** Opening EXTRACTED DATA block **

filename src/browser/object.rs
//! Inspectable object model
//!
//! Anything the browser can show implements [`Object`]. Objects are shared
//! through [`ObjectRef`] (`Rc<dyn Object>`); a missing reference is `None`.
//! Runtime types are identified by [`TypeKey`], which also serves as the key
//! for handler registrations and catalog entries.

use super::collections::Enumerable;
use std::any::{Any, TypeId};
use std::fmt;
use std::hash::{Hash, Hasher};
use std::rc::Rc;

/// Shared reference to an inspectable object
pub type ObjectRef = Rc<dyn Object>;

/// Marker standing in for "any value type" in the type hierarchy
pub struct ValueType;

/// Identifier for a runtime type, interface or marker type
#[derive(Clone, Copy)]
pub struct TypeKey {
    id: TypeId,
    name: &'static str,
}

impl TypeKey {
    /// Key for `T`. Works for concrete types and `dyn Trait` interfaces.
    pub fn of<T: ?Sized + 'static>() -> Self {
        Self {
            id: TypeId::of::<T>(),
            name: short_type_name(std::any::type_name::<T>()),
        }
    }

    /// The universal root type every resolution falls back to
    pub fn object() -> Self {
        Self::of::<dyn Object>()
    }

    /// Marker key that primitive and struct-like types derive from
    pub fn value_type() -> Self {
        Self::of::<ValueType>()
    }

    /// Short type name (no module path)
    pub fn name(&self) -> &'static str {
        self.name
    }

    pub fn is_object(&self) -> bool {
        self.id == TypeId::of::<dyn Object>()
    }
}

impl PartialEq for TypeKey {
    fn eq(&self, other: &Self) -> bool {
        self.id == other.id
    }
}

impl Eq for TypeKey {}

impl Hash for TypeKey {
    fn hash<H: Hasher>(&self, state: &mut H) {
        self.id.hash(state);
    }
}

impl fmt::Debug for TypeKey {
    fn fmt(&self, f: &mut fmt::Formatter<'_>) -> fmt::Result {
        write!(f, "TypeKey({})", self.name)
    }
}

impl fmt::Display for TypeKey {
    fn fmt(&self, f: &mut fmt::Formatter<'_>) -> fmt::Result {
        f.write_str(self.name)
    }
}

/// Strip the module path (and generic arguments) from a type name
fn short_type_name(full: &'static str) -> &'static str {
    let head = full.split('<').next().unwrap_or(full);
    head.rsplit("::").next().unwrap_or(head)
}

/// Upcast helper so member getters can downcast to the concrete type
pub trait AsAny {
    fn as_any(&self) -> &dyn Any;
}

impl<T: Any> AsAny for T {
    fn as_any(&self) -> &dyn Any {
        self
    }
}

/// An inspectable value
///
/// Only `describe` is worth overriding for most types. Collections also
/// override `as_enumerable` and declare `dyn Enumerable` in their catalog
/// entry so the enumerable handler is resolved for them.
pub trait Object: AsAny + 'static {
    /// Concrete runtime type of this value
    fn type_key(&self) -> TypeKey {
        TypeKey::of::<Self>()
    }

    /// One-line rendering; defaults to the type name
    fn describe(&self) -> String {
        self.type_key().name().to_string()
    }

    /// Sequence view, for values that expose members in order
    fn as_enumerable(&self) -> Option<&dyn Enumerable> {
        None
    }
}

/// Wrap a value as a shared object reference
pub fn obj<T: Object>(value: T) -> ObjectRef {
    Rc::new(value)
}

/// Borrow the concrete value behind a reference
///
/// Goes through the trait object; calling `as_any` on the `Rc` itself would
/// yield the `Rc`.
pub fn downcast<T: Object>(value: &ObjectRef) -> Option<&T> {
    (**value).as_any().downcast_ref::<T>()
}

/// Reference identity (ignores vtable differences between fat pointers)
pub fn same_object(a: &ObjectRef, b: &ObjectRef) -> bool {
    std::ptr::eq(
        Rc::as_ptr(a) as *const (),
        Rc::as_ptr(b) as *const (),
    )
}

/// Identity comparison for nullable references
pub fn same_value(a: Option<&ObjectRef>, b: Option<&ObjectRef>) -> bool {
    match (a, b) {
        (Some(a), Some(b)) => same_object(a, b),
        (None, None) => true,
        _ => false,
    }
}

macro_rules! leaf_objects {
    ($($ty:ty),* $(,)?) => {
        $(
            impl Object for $ty {
                fn describe(&self) -> String {
                    self.to_string()
                }
            }
        )*
    };
}

leaf_objects!(
    bool, char, i8, i16, i32, i64, i128, isize, u8, u16, u32, u64, u128, usize, f32, f64,
    String, &'static str,
);

/// Keys of every built-in leaf type, for registering the leaf handler
pub fn primitive_keys() -> Vec<TypeKey> {
    vec![
        TypeKey::of::<bool>(),
        TypeKey::of::<char>(),
        TypeKey::of::<i8>(),
        TypeKey::of::<i16>(),
        TypeKey::of::<i32>(),
        TypeKey::of::<i64>(),
        TypeKey::of::<i128>(),
        TypeKey::of::<isize>(),
        TypeKey::of::<u8>(),
        TypeKey::of::<u16>(),
        TypeKey::of::<u32>(),
        TypeKey::of::<u64>(),
        TypeKey::of::<u128>(),
        TypeKey::of::<usize>(),
        TypeKey::of::<f32>(),
        TypeKey::of::<f64>(),
        TypeKey::of::<String>(),
        TypeKey::of::<&'static str>(),
    ]
}
//! Application configuration options

use std::time::Duration;

use secrecy::SecretString;
use tracing::warn;

use crate::monitor::service::MonitorOptions;
use crate::monitor::{poller, stream};
use crate::settings::Settings;

/// Main application options
#[derive(Debug)]
pub struct AppOptions {
    /// Lifecycle configuration
    pub lifecycle: LifecycleOptions,

    /// Control-plane API base URL
    pub backend_base_url: String,

    /// Bearer token for the control plane
    pub backend_api_token: Option<SecretString>,

    /// Timeout applied to every control-plane request
    pub backend_request_timeout: Duration,

    /// Enable local HTTP server
    pub enable_server: bool,

    /// Server configuration
    pub server: ServerOptions,

    /// Deployment monitor options
    pub monitor: MonitorOptions,
}

impl Default for AppOptions {
    fn default() -> Self {
        Self {
            lifecycle: LifecycleOptions::default(),
            backend_base_url: "http://localhost:8000/api/v1".to_string(),
            backend_api_token: None,
            backend_request_timeout: Duration::from_secs(30),
            enable_server: true,
            server: ServerOptions::default(),
            monitor: MonitorOptions::default(),
        }
    }
}

impl AppOptions {
    /// Build options from the settings file
    pub fn from_settings(settings: &Settings) -> Self {
        let poll_interval = Duration::from_secs(settings.monitor.poll_interval_secs.max(1));
        let mut status_timeout = Duration::from_secs(settings.monitor.status_timeout_secs);
        if status_timeout >= poll_interval || status_timeout.is_zero() {
            let clamped = poll_interval.mul_f64(0.6);
            warn!(
                "status_timeout_secs ({:?}) must be positive and below poll_interval_secs ({:?}), using {:?}",
                status_timeout, poll_interval, clamped
            );
            status_timeout = clamped;
        }

        Self {
            lifecycle: LifecycleOptions {
                max_shutdown_delay: Duration::from_secs(settings.max_shutdown_delay_secs),
            },
            backend_base_url: settings.backend.base_url.clone(),
            backend_api_token: settings
                .backend
                .api_token
                .clone()
                .filter(|t| !t.is_empty())
                .map(SecretString::from),
            backend_request_timeout: Duration::from_secs(settings.backend.request_timeout_secs),
            enable_server: settings.enable_server,
            server: ServerOptions {
                host: settings.server.host.clone(),
                port: settings.server.port,
            },
            monitor: MonitorOptions {
                poller: poller::Options {
                    interval: poll_interval,
                    status_timeout,
                },
                stream: stream::Options {
                    heartbeat_interval: Duration::from_secs(
                        settings.monitor.heartbeat_interval_secs.max(1),
                    ),
                },
                grace_period: Duration::from_secs(settings.monitor.grace_period_secs),
            },
        }
    }
}

/// Lifecycle options
#[derive(Debug, Clone)]
pub struct LifecycleOptions {
    /// Maximum delay for graceful shutdown
    pub max_shutdown_delay: Duration,
}

impl Default for LifecycleOptions {
    fn default() -> Self {
        Self {
            max_shutdown_delay: Duration::from_secs(30),
        }
    }
}

/// Local HTTP server options
#[derive(Debug, Clone)]
pub struct ServerOptions {
    /// Host to bind to
    pub host: String,

    /// Port to listen on
    pub port: u16,
}

impl Default for ServerOptions {
    fn default() -> Self {
        Self {
            host: "127.0.0.1".to_string(),
            port: 8080,
        }
    }
}
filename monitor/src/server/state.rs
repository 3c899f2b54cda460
//! Server state

use std::sync::Arc;

use crate::monitor::service::DeploymentMonitor;

/// Server state shared across handlers
pub struct ServerState {
    pub monitor: Arc<DeploymentMonitor>,
}

impl ServerState {
    pub fn new(monitor: Arc<DeploymentMonitor>) -> Self {
        Self { monitor }
    }
}
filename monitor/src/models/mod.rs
//! Data models

pub mod deployment;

** Closing EXTRACTED DATA block **

▶ _WHAT TO WORK ON_
Whenever a line of the records holds the string "Duration", pick it out and copy it.

▶ _FINISHED TASK_
use std::time::Duration;
    pub backend_request_timeout: Duration,
            backend_request_timeout: Duration::from_secs(30),
        let poll_interval = Duration::from_secs(settings.monitor.poll_interval_secs.max(1));
        let mut status_timeout = Duration::from_secs(settings.monitor.status_timeout_secs);
                max_shutdown_delay: Duration::from_secs(settings.max_shutdown_delay_secs),
            backend_request_timeout: Duration::from_secs(settings.backend.request_timeout_secs),
                    heartbeat_interval: Duration::from_secs(
                grace_period: Duration::from_secs(settings.monitor.grace_period_secs),
    pub max_shutdown_delay: Duration,
            max_shutdown_delay: Duration::from_secs(30),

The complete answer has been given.